Paeonol mitigates chronic stress–induced amygdalar neuronal damage through glycogen synthase kinase-3β/calcineurin axis regulation of synaptic plasticity

Objective This study aimed to elucidate the neuroprotective mechanisms of paeonol in ameliorating chronic stress–induced amygdala neuronal injury via modulation of the glycogen synthase kinase-3β (GSK3β)/calcineurin signaling pathway. Paeonol, a polyphenolic compound from Moutan Cortex , exhibits therapeutic effects. Studies show it alleviates lipopolysaccharide-induced depression-like behaviors in mice, though its mechanisms remain unclear. Methods Forty-eight Sprague–Dawley rats were divided into four groups: control, chronic unpredictable mild stress (CUMS) model, low-dose paeonol (25 mg/kg), and high-dose paeonol (80 mg/kg). Paeonol was administered intragastrically 1-week post-CUMS induction for 4 weeks. Behavioral tests assessed depression-like behaviors.

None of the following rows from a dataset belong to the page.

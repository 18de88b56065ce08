//! Parameter-grid expansion.
//!
//! A grid maps parameter names to either an explicit value list, a linear
//! `{start, stop, step}` range, or a log-scale spec. Expansion modes:
//! full Cartesian product, seeded random sampling, and `bayesian`, which
//! falls back to random sampling (no optimizer dependency) with a logged
//! warning. Everything is deterministic given the seed.

use std::collections::BTreeMap;

use rand::rngs::StdRng;
use rand::{Rng, SeedableRng};
use serde::{Deserialize, Serialize};

use crate::error::ConfigError;
use crate::strategy::params::{ParamValue, Params};

#[derive(Debug, Clone, Serialize, Deserialize)]
#[serde(untagged)]
pub enum GridSpec {
    /// Explicit candidate values.
    Values(Vec<ParamValue>),
    /// Inclusive linear range.
    Range { start: f64, stop: f64, step: f64 },
    /// Geometric spacing between two positive endpoints.
    LogRange {
        log_start: f64,
        log_stop: f64,
        count: usize,
    },
}

#[derive(Debug, Clone, Copy, PartialEq, Eq, Serialize, Deserialize)]
#[serde(rename_all = "lowercase")]
pub enum SearchMode {
    Grid,
    Random,
    Bayesian,
}

impl GridSpec {
    /// Materialize candidate values. Integral floats become ints so int
    /// parameter specs coerce cleanly.
    pub fn values(&self) -> Result<Vec<ParamValue>, ConfigError> {
        match self {
            GridSpec::Values(values) => {
                if values.is_empty() {
                    return Err(ConfigError::Invalid("empty grid value list".into()));
                }
                Ok(values.clone())
            }
            GridSpec::Range { start, stop, step } => {
                if *step <= 0.0 || stop < start {
                    return Err(ConfigError::Invalid(format!(
                        "bad range: start={start} stop={stop} step={step}"
                    )));
                }
                let mut values = Vec::new();
                let mut v = *start;
                // Epsilon guards accumulated float error at the stop edge.
                while v <= stop + 1e-9 {
                    values.push(numeric(v));
                    v += step;
                }
                Ok(values)
            }
            GridSpec::LogRange {
                log_start,
                log_stop,
                count,
            } => {
                if *log_start <= 0.0 || *log_stop <= 0.0 || *count < 2 {
                    return Err(ConfigError::Invalid(format!(
                        "bad log range: start={log_start} stop={log_stop} count={count}"
                    )));
                }
                let ratio = (log_stop / log_start).powf(1.0 / (*count as f64 - 1.0));
                Ok((0..*count)
                    .map(|i| numeric(log_start * ratio.powi(i as i32)))
                    .collect())
            }
        }
    }
}

fn numeric(v: f64) -> ParamValue {
    if (v.round() - v).abs() < 1e-9 {
        ParamValue::Int(v.round() as i64)
    } else {
        ParamValue::Float(v)
    }
}

/// Expand a parameter grid into concrete parameter bundles, capped at
/// `max_combinations`.
pub fn expand(
    param_grid: &BTreeMap<String, GridSpec>,
    mode: SearchMode,
    max_combinations: usize,
    seed: u64,
) -> Result<Vec<Params>, ConfigError> {
    if param_grid.is_empty() {
        return Ok(vec![Params::new()]);
    }
    let axes: Vec<(String, Vec<ParamValue>)> = param_grid
        .iter()
        .map(|(name, spec)| Ok((name.clone(), spec.values()?)))
        .collect::<Result<_, ConfigError>>()?;

    match mode {
        SearchMode::Grid => Ok(cartesian(&axes, max_combinations)),
        SearchMode::Random => Ok(random_sample(&axes, max_combinations, seed)),
        SearchMode::Bayesian => {
            tracing::warn!("bayesian search has no optimizer backend; falling back to random");
            Ok(random_sample(&axes, max_combinations, seed))
        }
    }
}

fn cartesian(axes: &[(String, Vec<ParamValue>)], cap: usize) -> Vec<Params> {
    let mut combos = vec![Params::new()];
    for (name, values) in axes {
        let mut next = Vec::with_capacity(combos.len() * values.len());
        'outer: for combo in &combos {
            for value in values {
                next.push(combo.clone().with(name, value.clone()));
                if next.len() >= cap && *name == axes[axes.len() - 1].0 {
                    break 'outer;
                }
            }
        }
        combos = next;
    }
    combos.truncate(cap);
    combos
}

fn random_sample(axes: &[(String, Vec<ParamValue>)], count: usize, seed: u64) -> Vec<Params> {
    let mut rng = StdRng::seed_from_u64(seed);
    let space: usize = axes.iter().map(|(_, v)| v.len()).product();
    let target = count.min(space);

    let mut seen = std::collections::BTreeSet::new();
    let mut combos = Vec::with_capacity(target);
    // Bounded attempts so tiny spaces with heavy collision still terminate.
    let mut attempts = 0usize;
    while combos.len() < target && attempts < count * 50 {
        attempts += 1;
        let mut params = Params::new();
        let mut key = String::new();
        for (name, values) in axes {
            let idx = rng.random_range(0..values.len());
            key.push_str(&format!("{name}={idx};"));
            params.set(name, values[idx].clone());
        }
        if seen.insert(key) {
            combos.push(params);
        }
    }
    combos
}

#[cfg(test)]
mod tests {
    use super::*;

    fn grid_of(entries: &[(&str, GridSpec)]) -> BTreeMap<String, GridSpec> {
        entries
            .iter()
            .map(|(name, spec)| ((*name).to_string(), spec.clone()))
            .collect()
    }

    #[test]
    fn range_expansion_inclusive() {
        let spec = GridSpec::Range {
            start: 5.0,
            stop: 20.0,
            step: 5.0,
        };
        let values = spec.values().unwrap();
        assert_eq!(
            values,
            vec![
                ParamValue::Int(5),
                ParamValue::Int(10),
                ParamValue::Int(15),
                ParamValue::Int(20)
            ]
        );
    }

    #[test]
    fn log_range_is_geometric() {
        let spec = GridSpec::LogRange {
            log_start: 1.0,
            log_stop: 100.0,
            count: 3,
        };
        let values = spec.values().unwrap();
        assert_eq!(values.len(), 3);
        assert_eq!(values[0], ParamValue::Int(1));
        assert_eq!(values[1], ParamValue::Int(10));
        assert_eq!(values[2], ParamValue::Int(100));
    }

    #[test]
    fn grid_mode_is_full_cartesian_product() {
        let grid = grid_of(&[
            (
                "fast",
                GridSpec::Values(vec![ParamValue::Int(5), ParamValue::Int(10)]),
            ),
            (
                "slow",
                GridSpec::Values(vec![ParamValue::Int(20), ParamValue::Int(30)]),
            ),
        ]);
        let combos = expand(&grid, SearchMode::Grid, 100, 0).unwrap();
        assert_eq!(combos.len(), 4);
        // BTreeMap ordering makes expansion deterministic.
        assert_eq!(combos[0].get_int("fast").unwrap(), 5);
        assert_eq!(combos[0].get_int("slow").unwrap(), 20);
        assert_eq!(combos[3].get_int("fast").unwrap(), 10);
        assert_eq!(combos[3].get_int("slow").unwrap(), 30);
    }

    #[test]
    fn hard_cap_respected() {
        let grid = grid_of(&[
            (
                "a",
                GridSpec::Range {
                    start: 1.0,
                    stop: 10.0,
                    step: 1.0,
                },
            ),
            (
                "b",
                GridSpec::Range {
                    start: 1.0,
                    stop: 10.0,
                    step: 1.0,
                },
            ),
        ]);
        let combos = expand(&grid, SearchMode::Grid, 7, 0).unwrap();
        assert_eq!(combos.len(), 7);
    }

    #[test]
    fn random_is_deterministic_given_seed() {
        let grid = grid_of(&[(
            "fast",
            GridSpec::Range {
                start: 2.0,
                stop: 50.0,
                step: 1.0,
            },
        )]);
        let a = expand(&grid, SearchMode::Random, 10, 42).unwrap();
        let b = expand(&grid, SearchMode::Random, 10, 42).unwrap();
        assert_eq!(a, b);
        let c = expand(&grid, SearchMode::Random, 10, 43).unwrap();
        assert_ne!(a, c);
    }

    #[test]
    fn random_never_exceeds_search_space() {
        let grid = grid_of(&[(
            "x",
            GridSpec::Values(vec![ParamValue::Int(1), ParamValue::Int(2)]),
        )]);
        let combos = expand(&grid, SearchMode::Random, 50, 7).unwrap();
        assert_eq!(combos.len(), 2);
    }

    #[test]
    fn bayesian_falls_back_to_random() {
        let grid = grid_of(&[(
            "x",
            GridSpec::Range {
                start: 1.0,
                stop: 20.0,
                step: 1.0,
            },
        )]);
        let bayes = expand(&grid, SearchMode::Bayesian, 5, 9).unwrap();
        let random = expand(&grid, SearchMode::Random, 5, 9).unwrap();
        assert_eq!(bayes, random);
    }

    #[test]
    fn empty_grid_yields_single_empty_combo() {
        let combos = expand(&BTreeMap::new(), SearchMode::Grid, 10, 0).unwrap();
        assert_eq!(combos.len(), 1);
        assert!(combos[0].is_empty());
    }

    #[test]
    fn invalid_ranges_rejected() {
        assert!(GridSpec::Range {
            start: 10.0,
            stop: 1.0,
            step: 1.0
        }
        .values()
        .is_err());
        assert!(GridSpec::Range {
            start: 1.0,
            stop: 10.0,
            step: 0.0
        }
        .values()
        .is_err());
        assert!(GridSpec::Values(vec![]).values().is_err());
    }
}
//! Post-processing over experiment run records: ranking, filtering,
//! parameter importance, cross-metric correlation, and report rendering.

use std::collections::BTreeMap;
use std::fmt::Write as _;

use nalgebra::DMatrix;
use ordered_float::OrderedFloat;
use serde::{Deserialize, Serialize};

use super::runner::{ExperimentResult, ExperimentRun, OptimizeDirection, RunStatus};
use crate::risk::portfolio::correlation;
use crate::strategy::params::{ParamValue, Params};

#[derive(Debug, Clone, Copy, PartialEq, Eq, Serialize, Deserialize)]
#[serde(rename_all = "lowercase")]
pub enum ReportFormat {
    Markdown,
    Json,
    Html,
}

/// Metric-range and parameter-equality filters.
#[derive(Debug, Clone, Default)]
pub struct RunFilter {
    /// metric name → (min, max), either side open.
    pub metric_ranges: BTreeMap<String, (Option<f64>, Option<f64>)>,
    /// Exact parameter matches.
    pub param_equals: Params,
}

impl RunFilter {
    fn matches(&self, run: &ExperimentRun) -> bool {
        for (metric, (min, max)) in &self.metric_ranges {
            let Some(value) = run.metrics.as_ref().and_then(|m| m.get(metric)) else {
                return false;
            };
            if min.is_some_and(|m| *value < m) || max.is_some_and(|m| *value > m) {
                return false;
            }
        }
        for (name, expected) in self.param_equals.iter() {
            if run.params.get(name) != Some(expected) {
                return false;
            }
        }
        true
    }
}

fn completed(runs: &[ExperimentRun]) -> impl Iterator<Item = &ExperimentRun> {
    runs.iter().filter(|r| r.status == RunStatus::Completed)
}

fn metric_of(run: &ExperimentRun, metric: &str) -> Option<f64> {
    run.metrics
        .as_ref()
        .and_then(|m| m.get(metric))
        .copied()
        .filter(|v| v.is_finite())
}

/// Top `k` completed runs by `metric`. Ties break on task id so the order
/// is reproducible.
pub fn top<'a>(
    runs: &'a [ExperimentRun],
    k: usize,
    metric: &str,
    direction: OptimizeDirection,
) -> Vec<&'a ExperimentRun> {
    let mut ranked: Vec<&ExperimentRun> = completed(runs)
        .filter(|r| metric_of(r, metric).is_some())
        .collect();
    ranked.sort_by_key(|r| {
        let value = OrderedFloat(metric_of(r, metric).unwrap_or(f64::NAN));
        let key = match direction {
            OptimizeDirection::Maximize => -value,
            OptimizeDirection::Minimize => value,
        };
        (key, r.task_id.clone())
    });
    ranked.truncate(k);
    ranked
}

/// Completed runs matching every predicate.
pub fn filter<'a>(runs: &'a [ExperimentRun], predicate: &RunFilter) -> Vec<&'a ExperimentRun> {
    completed(runs).filter(|r| predicate.matches(r)).collect()
}

fn numeric_param(value: &ParamValue) -> Option<f64> {
    match value {
        ParamValue::Bool(b) => Some(f64::from(u8::from(*b))),
        other => other.as_float(),
    }
}

/// Normalized importance score per parameter for `metric`.
///
/// The score is the absolute Pearson correlation between the parameter's
/// value and the metric across completed runs, scaled so scores sum to one.
/// Fully deterministic for a given run set.
pub fn parameter_importance(runs: &[ExperimentRun], metric: &str) -> BTreeMap<String, f64> {
    let rows: Vec<(&Params, f64)> = completed(runs)
        .filter_map(|r| metric_of(r, metric).map(|v| (&r.params, v)))
        .collect();
    if rows.len() < 3 {
        return BTreeMap::new();
    }

    let mut names: Vec<String> = Vec::new();
    for (params, _) in &rows {
        for (name, value) in params.iter() {
            if numeric_param(value).is_some() && !names.contains(name) {
                names.push(name.clone());
            }
        }
    }

    let metric_values: Vec<f64> = rows.iter().map(|(_, v)| *v).collect();
    let mut raw: BTreeMap<String, f64> = BTreeMap::new();
    for name in names {
        let values: Vec<f64> = rows
            .iter()
            .map(|(p, _)| p.get(&name).and_then(numeric_param).unwrap_or(f64::NAN))
            .collect();
        if values.iter().any(|v| !v.is_finite()) {
            continue;
        }
        let c = correlation(&values, &metric_values);
        if c.is_finite() {
            raw.insert(name, c.abs());
        }
    }

    let total: f64 = raw.values().sum();
    if total > 0.0 {
        for value in raw.values_mut() {
            *value /= total;
        }
    }
    raw
}

/// Pairwise correlation matrix over chosen parameters and metrics.
/// Returns the row/column labels alongside the matrix.
pub fn correlation_matrix(
    runs: &[ExperimentRun],
    params: &[&str],
    metrics: &[&str],
) -> (Vec<String>, DMatrix<f64>) {
    let rows: Vec<&ExperimentRun> = completed(runs).collect();
    let mut labels = Vec::new();
    let mut columns: Vec<Vec<f64>> = Vec::new();

    for &name in params {
        labels.push(format!("param:{name}"));
        columns.push(
            rows.iter()
                .map(|r| r.params.get(name).and_then(numeric_param).unwrap_or(f64::NAN))
                .collect(),
        );
    }
    for &name in metrics {
        labels.push(format!("metric:{name}"));
        columns.push(
            rows.iter()
                .map(|r| metric_of(r, name).unwrap_or(f64::NAN))
                .collect(),
        );
    }

    let n = columns.len();
    let mut matrix = DMatrix::from_element(n, n, f64::NAN);
    for i in 0..n {
        matrix[(i, i)] = 1.0;
        for j in i + 1..n {
            let c = correlation(&columns[i], &columns[j]);
            matrix[(i, j)] = c;
            matrix[(j, i)] = c;
        }
    }
    (labels, matrix)
}

/// Render a human-readable summary of an experiment.
pub fn report(result: &ExperimentResult, format: ReportFormat) -> String {
    match format {
        ReportFormat::Json => report_json(result),
        ReportFormat::Markdown => report_markdown(result),
        ReportFormat::Html => {
            let body = report_markdown(result);
            format!(
                "<html><body><pre>{}</pre></body></html>",
                body.replace('<', "&lt;").replace('>', "&gt;")
            )
        }
    }
}

#[derive(Serialize)]
struct JsonSummary<'a> {
    name: &'a str,
    strategy: &'a str,
    metric: &'a str,
    completed: usize,
    failed: usize,
    skipped: usize,
    best: Option<&'a ExperimentRun>,
    importance: BTreeMap<String, f64>,
}

fn report_json(result: &ExperimentResult) -> String {
    let summary = JsonSummary {
        name: &result.config.name,
        strategy: &result.config.strategy_id,
        metric: &result.config.optimization_metric,
        completed: result.completed,
        failed: result.failed,
        skipped: result.skipped,
        best: result.best.as_ref(),
        importance: parameter_importance(&result.runs, &result.config.optimization_metric),
    };
    serde_json::to_string_pretty(&summary).unwrap_or_else(|_| "{}".to_string())
}

fn report_markdown(result: &ExperimentResult) -> String {
    let metric = &result.config.optimization_metric;
    let mut out = String::new();
    let _ = writeln!(out, "# Experiment: {}", result.config.name);
    let _ = writeln!(out);
    let _ = writeln!(
        out,
        "strategy `{}` — {} completed, {} failed, {} skipped",
        result.config.strategy_id, result.completed, result.failed, result.skipped
    );
    let _ = writeln!(out);

    if let Some(best) = &result.best {
        let value = metric_of(best, metric).unwrap_or(f64::NAN);
        let _ = writeln!(out, "**Best {metric}: {value:.4}** ({})", best.task_id);
        let _ = writeln!(out);
    }

    let ranked = top(&result.runs, 10, metric, result.config.direction);
    if !ranked.is_empty() {
        let _ = writeln!(out, "| rank | task | {metric} | params |");
        let _ = writeln!(out, "|---|---|---|---|");
        for (i, run) in ranked.iter().enumerate() {
            let value = metric_of(run, metric).unwrap_or(f64::NAN);
            let params = run
                .params
                .iter()
                .map(|(k, v)| format!("{k}={v:?}"))
                .collect::<Vec<_>>()
                .join(", ");
            let _ = writeln!(out, "| {} | {} | {value:.4} | {params} |", i + 1, run.task_id);
        }
        let _ = writeln!(out);
    }

    let importance = parameter_importance(&result.runs, metric);
    if !importance.is_empty() {
        let _ = writeln!(out, "## Parameter importance");
        let _ = writeln!(out);
        for (name, score) in &importance {
            let _ = writeln!(out, "- `{name}`: {score:.3}");
        }
    }
    out
}

#[cfg(test)]
mod tests {
    use super::*;
    use crate::market::symbol::Symbol;
    use crate::market::timeframe::Timeframe;

    fn make_run(id: usize, fast: i64, sharpe: f64) -> ExperimentRun {
        ExperimentRun {
            task_id: format!("BTC/USDT#{id}"),
            symbol: Symbol::new("BTC", "USDT"),
            params: Params::new().with("fast", fast).with("mode", "sma"),
            status: RunStatus::Completed,
            metrics: Some(
                [
                    ("sharpe_ratio".to_string(), sharpe),
                    ("max_drawdown".to_string(), 0.1 + fast as f64 / 100.0),
                ]
                .into_iter()
                .collect(),
            ),
            error: None,
            elapsed_seconds: 1.0,
        }
    }

    fn sample_runs() -> Vec<ExperimentRun> {
        // sharpe increases monotonically with fast.
        (0..10)
            .map(|i| make_run(i, i as i64 + 2, i as f64 * 0.2))
            .collect()
    }

    #[test]
    fn top_ranks_by_direction() {
        let runs = sample_runs();
        let best = top(&runs, 3, "sharpe_ratio", OptimizeDirection::Maximize);
        assert_eq!(best.len(), 3);
        assert_eq!(best[0].task_id, "BTC/USDT#9");
        let worst = top(&runs, 1, "sharpe_ratio", OptimizeDirection::Minimize);
        assert_eq!(worst[0].task_id, "BTC/USDT#0");
    }

    #[test]
    fn top_skips_failed_and_missing_metric_runs() {
        let mut runs = sample_runs();
        runs[4].status = RunStatus::Failed;
        runs[5].metrics = None;
        let ranked = top(&runs, 100, "sharpe_ratio", OptimizeDirection::Maximize);
        assert_eq!(ranked.len(), 8);
    }

    #[test]
    fn filter_by_metric_range_and_param() {
        let runs = sample_runs();
        let mut predicate = RunFilter::default();
        predicate
            .metric_ranges
            .insert("sharpe_ratio".to_string(), (Some(1.0), None));
        let matched = filter(&runs, &predicate);
        assert_eq!(matched.len(), 5); // sharpe ∈ {1.0, 1.2, 1.4, 1.6, 1.8}

        predicate.param_equals.set("fast", 7i64);
        let matched = filter(&runs, &predicate);
        assert_eq!(matched.len(), 1);
        assert_eq!(matched[0].params.get_int("fast").unwrap(), 7);
    }

    #[test]
    fn importance_finds_the_driving_parameter() {
        let runs = sample_runs();
        let importance = parameter_importance(&runs, "sharpe_ratio");
        // `fast` perfectly correlates with sharpe; `mode` is a string and
        // is not scored.
        assert!(importance.contains_key("fast"));
        assert!(!importance.contains_key("mode"));
        assert!((importance["fast"] - 1.0).abs() < 1e-9);
    }

    #[test]
    fn importance_is_deterministic() {
        let runs = sample_runs();
        assert_eq!(
            parameter_importance(&runs, "sharpe_ratio"),
            parameter_importance(&runs, "sharpe_ratio")
        );
    }

    #[test]
    fn correlation_matrix_labels_and_symmetry() {
        let runs = sample_runs();
        let (labels, matrix) =
            correlation_matrix(&runs, &["fast"], &["sharpe_ratio", "max_drawdown"]);
        assert_eq!(labels, vec!["param:fast", "metric:sharpe_ratio", "metric:max_drawdown"]);
        assert_eq!(matrix.nrows(), 3);
        // fast and sharpe are perfectly correlated in the fixture.
        assert!((matrix[(0, 1)] - 1.0).abs() < 1e-9);
        assert!((matrix[(0, 1)] - matrix[(1, 0)]).abs() < 1e-12);
    }

    #[test]
    fn reports_render_in_all_formats() {
        use crate::experiment::runner::{ExperimentConfig, ExperimentResult};
        let runs = sample_runs();
        let best = runs.last().cloned();
        let result = ExperimentResult {
            config: ExperimentConfig::new(
                "report-test",
                "sma_cross",
                vec![Symbol::new("BTC", "USDT")],
                Timeframe::H1,
            ),
            runs,
            best,
            completed: 10,
            failed: 0,
            skipped: 0,
        };

        let markdown = report(&result, ReportFormat::Markdown);
        assert!(markdown.contains("# Experiment: report-test"));
        assert!(markdown.contains("Best sharpe_ratio"));
        assert!(markdown.contains("| rank |"));

        let json = report(&result, ReportFormat::Json);
        let parsed: serde_json::Value = serde_json::from_str(&json).unwrap();
        assert_eq!(parsed["completed"], 10);
        assert_eq!(parsed["name"], "report-test");

        let html = report(&result, ReportFormat::Html);
        assert!(html.starts_with("<html>"));
    }
}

Neuronal morphology was evaluated via hematoxylin and eosin, Nissl, and Golgi staining, while western blot quantified cofilin1, p-cofilin1, GSK3β, and calcineurin expression. Results CUMS rats exhibited depressive-like behaviors, neuronal nuclear pyknosis, interstitial edema, hyperchromatic cytoplasm, and reduced Nissl body integrity. Golgi staining revealed increased dendritic complexity and spine density. CUMS upregulated p-cofilin1 and GSK3β while downregulating total cofilin1 and calcineurin. Paeonol treatment alleviated depressive behaviors, reduced neuronal damage, and normalized dendritic complexity and spine density. Molecularly, paeonol suppressed p-cofilin1 and GSK3β expression while restoring cofilin1 and calcineurin levels. Conclusion Chronic stress induces dendritic hypertrophy and spine hyperplasticity, contributing to depressive phenotypes. Paeonol counteracts these effects, likely by modulating the GSK3β/calcineurin pathway, highlighting its therapeutic potential for stress-related neuronal injury.